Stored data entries
——
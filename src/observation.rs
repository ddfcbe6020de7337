// src/observation.rs
//
// Deterministic per-frame observation transforms.
//
// Two transforms share the same crop geometry:
// - extract_masks: segmentation masks (track markers, drivable surface)
//   derived from the raw frame after the HUD overlay is blanked out.
// - normalize_observation: the model-facing pixel tensor (crop, optional
//   grayscale collapse, channel-first layout, affine normalization).
//
// The dataset stores frames post-crop and pre-normalization and runs
// normalize_observation again at access time, so normalization constants
// can be swapped between ingestion and sampling.

use crate::config::ObservationConfig;
use crate::types::{Frame, MaskTensor, ObsTensor};

/// Mask tensor channel count: marker + drivable surface.
pub const MASK_CHANNELS: usize = 2;

/// Mask channel holding track-marker (chevron) flags.
pub const MASK_MARKER: usize = 0;

/// Mask channel holding drivable-surface flags.
pub const MASK_DRIVABLE: usize = 1;

/// Keep the first `rows` rows of a frame. Frames shorter than the crop are
/// returned unchanged (the stored form is already cropped).
pub fn crop_top(frame: &Frame, rows: usize) -> Frame {
    if frame.height() <= rows {
        return frame.clone();
    }
    let kept = rows * frame.width() * frame.channels();
    Frame::from_raw(
        rows,
        frame.width(),
        frame.channels(),
        frame.data()[..kept].to_vec(),
    )
}

/// Collapse a multi-channel frame to one grayscale channel by averaging.
/// A single-channel frame passes through unchanged.
pub fn collapse_gray(frame: &Frame) -> Frame {
    if frame.channels() == 1 {
        return frame.clone();
    }
    let mut data = Vec::with_capacity(frame.height() * frame.width());
    for y in 0..frame.height() {
        for x in 0..frame.width() {
            data.push(frame.channel_mean(y, x).round() as u8);
        }
    }
    Frame::from_raw(frame.height(), frame.width(), 1, data)
}

/// Extract the 2-channel segmentation mask tensor from one raw frame.
///
/// The frame is cropped to the top region and the HUD overlay rectangle is
/// blanked out (excluded from both masks: the overlay is neither track
/// marking nor road). Per remaining pixel:
/// - channel `MASK_MARKER` is set when the red channel is strictly above the
///   marker threshold;
/// - channel `MASK_DRIVABLE` is set when the channel mean lies within the
///   tolerance band around the neutral gray.
///
/// The two masks are NOT guaranteed disjoint: a bright-red pixel whose
/// channel mean happens to fall in the gray band sets both flags, and
/// downstream consumers must not assume exclusivity.
pub fn extract_masks(frame: &Frame, cfg: &ObservationConfig) -> MaskTensor {
    let cropped = crop_top(frame, cfg.crop_height);
    let mut masks = MaskTensor::zeros(MASK_CHANNELS, cropped.height(), cropped.width());
    let gray = cfg.hud_gray as f64;

    for y in 0..cropped.height() {
        for x in 0..cropped.width() {
            if cfg.hud.contains(y, x) {
                continue;
            }
            if cropped.at(y, x, 0) > cfg.marker_threshold {
                masks.mark(MASK_MARKER, y, x);
            }
            if (cropped.channel_mean(y, x) - gray).abs() < cfg.drivable_tolerance {
                masks.mark(MASK_DRIVABLE, y, x);
            }
        }
    }

    masks
}

/// Batch form of [`extract_masks`].
pub fn extract_masks_batch(frames: &[Frame], cfg: &ObservationConfig) -> Vec<MaskTensor> {
    frames.iter().map(|f| extract_masks(f, cfg)).collect()
}

/// Produce the normalized, channel-first observation tensor for one frame.
///
/// Crops to the top region, collapses to grayscale unless color mode is on,
/// reorders to C×H×W, and applies `(x - mean) / std` per pixel. Total
/// function: a frame already cropped (or collapsed) passes those stages
/// unchanged.
pub fn normalize_observation(frame: &Frame, cfg: &ObservationConfig) -> ObsTensor {
    let cropped = crop_top(frame, cfg.crop_height);
    let reduced = if cfg.use_color {
        cropped
    } else {
        collapse_gray(&cropped)
    };

    let (channels, height, width) = (reduced.channels(), reduced.height(), reduced.width());
    let mut data = Vec::with_capacity(channels * height * width);
    for c in 0..channels {
        for y in 0..height {
            for x in 0..width {
                data.push(cfg.pixel.apply(reduced.at(y, x, c) as f64));
            }
        }
    }
    ObsTensor::from_raw(channels, height, width, data)
}

/// The form a frame is stored in by the dataset: cropped, and collapsed to
/// grayscale when color mode is off. Normalization is deliberately NOT
/// applied here; it happens again on every access.
pub fn storage_frame(frame: &Frame, cfg: &ObservationConfig) -> Frame {
    let cropped = crop_top(frame, cfg.crop_height);
    if cfg.use_color {
        cropped
    } else {
        collapse_gray(&cropped)
    }
}

#[cfg(test)]
mod tests {
    use super::*;
    use crate::config::ObservationConfig;

    /// 96x96x3 test frame: uniform road gray with a red marker block and a
    /// saturated HUD block inside the crop region.
    fn synthetic_frame(cfg: &ObservationConfig) -> Frame {
        let mut frame = Frame::filled(96, 96, 3, cfg.hud_gray);
        // Red chevron block, well inside the crop. Channel mean (220+20+20)/3
        // sits outside the gray band, so the block is marker-only.
        for y in 10..14 {
            for x in 20..24 {
                frame.set(y, x, 0, 220);
                frame.set(y, x, 1, 20);
                frame.set(y, x, 2, 20);
            }
        }
        // Saturated HUD pixels that would read as markers if not blanked.
        for y in cfg.hud.row_min..cfg.hud.row_max {
            for x in cfg.hud.col_min..cfg.hud.col_max {
                frame.set(y, x, 0, 255);
                frame.set(y, x, 1, 255);
                frame.set(y, x, 2, 255);
            }
        }
        frame
    }

    #[test]
    fn test_mask_shape_and_hud_blanking() {
        let cfg = ObservationConfig::default();
        let frame = synthetic_frame(&cfg);
        let masks = extract_masks(&frame, &cfg);
        assert_eq!(masks.shape(), (2, 84, 96));

        // Marker block is flagged as marker, not drivable.
        assert!(masks.at(MASK_MARKER, 11, 21));
        assert!(!masks.at(MASK_DRIVABLE, 11, 21));

        // Road pixels are drivable, not marker.
        assert!(masks.at(MASK_DRIVABLE, 30, 30));
        assert!(!masks.at(MASK_MARKER, 30, 30));

        // Everything inside the blanked HUD rectangle reads false on both
        // channels, even though the raw pixels were saturated.
        for y in cfg.hud.row_min..cfg.hud.row_max {
            for x in cfg.hud.col_min..cfg.hud.col_max {
                assert!(!masks.at(MASK_MARKER, y, x));
                assert!(!masks.at(MASK_DRIVABLE, y, x));
            }
        }
    }

    #[test]
    fn test_masks_may_overlap_outside_hud() {
        let cfg = ObservationConfig::default();
        let mut frame = Frame::filled(96, 96, 3, cfg.hud_gray);
        // Red channel above the marker threshold, but channel mean still in
        // the gray band: (160 + 90 + 70) / 3 = ~106.7.
        frame.set(5, 5, 0, 160);
        frame.set(5, 5, 1, 90);
        frame.set(5, 5, 2, 70);
        let masks = extract_masks(&frame, &cfg);
        assert!(masks.at(MASK_MARKER, 5, 5));
        assert!(masks.at(MASK_DRIVABLE, 5, 5));
    }

    #[test]
    fn test_normalize_observation_grayscale() {
        let cfg = ObservationConfig::default();
        let frame = Frame::filled(96, 96, 3, cfg.hud_gray);
        let obs = normalize_observation(&frame, &cfg);
        assert_eq!(obs.shape(), (1, 84, 96));
        // Pixels equal to the mean normalize to ~0.
        assert!(obs.at(0, 40, 40).abs() < 1e-6);
    }

    #[test]
    fn test_normalize_observation_color() {
        let cfg = ObservationConfig {
            use_color: true,
            ..ObservationConfig::default()
        };
        let mut frame = Frame::filled(96, 96, 3, 105);
        frame.set(0, 0, 2, 165);
        let obs = normalize_observation(&frame, &cfg);
        assert_eq!(obs.shape(), (3, 84, 96));
        // (165 - 105) / 60 = 1.0 on the blue channel.
        assert!((obs.at(2, 0, 0) - 1.0).abs() < 1e-6);
        assert!(obs.at(0, 0, 0).abs() < 1e-6);
    }

    #[test]
    fn test_storage_frame_round_trips_through_normalize() {
        // Normalizing the stored (already cropped + collapsed) frame must
        // match normalizing the raw frame directly.
        let cfg = ObservationConfig::default();
        let frame = synthetic_frame(&cfg);
        let direct = normalize_observation(&frame, &cfg);
        let stored = storage_frame(&frame, &cfg);
        let via_storage = normalize_observation(&stored, &cfg);
        assert_eq!(direct, via_storage);
    }

    #[test]
    fn test_crop_is_identity_on_short_frames() {
        let frame = Frame::filled(50, 96, 3, 10);
        let cropped = crop_top(&frame, 84);
        assert_eq!(cropped, frame);
    }
}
——
Return exactly, and only, the lines above starting at the line that contains "both flags, and" and ending at the line that contains "if (cropped.channel_mean(y, x)".

> [Exercise response]
/// channel mean happens to fall in the gray band sets both flags, and
/// downstream consumers must not assume exclusivity.
pub fn extract_masks(frame: &Frame, cfg: &ObservationConfig) -> MaskTensor {
    let cropped = crop_top(frame, cfg.crop_height);
    let mut masks = MaskTensor::zeros(MASK_CHANNELS, cropped.height(), cropped.width());
    let gray = cfg.hud_gray as f64;

    for y in 0..cropped.height() {
        for x in 0..cropped.width() {
            if cfg.hud.contains(y, x) {
                continue;
            }
            if cropped.at(y, x, 0) > cfg.marker_threshold {
                masks.mark(MASK_MARKER, y, x);
            }
            if (cropped.channel_mean(y, x) - gray).abs() < cfg.drivable_tolerance {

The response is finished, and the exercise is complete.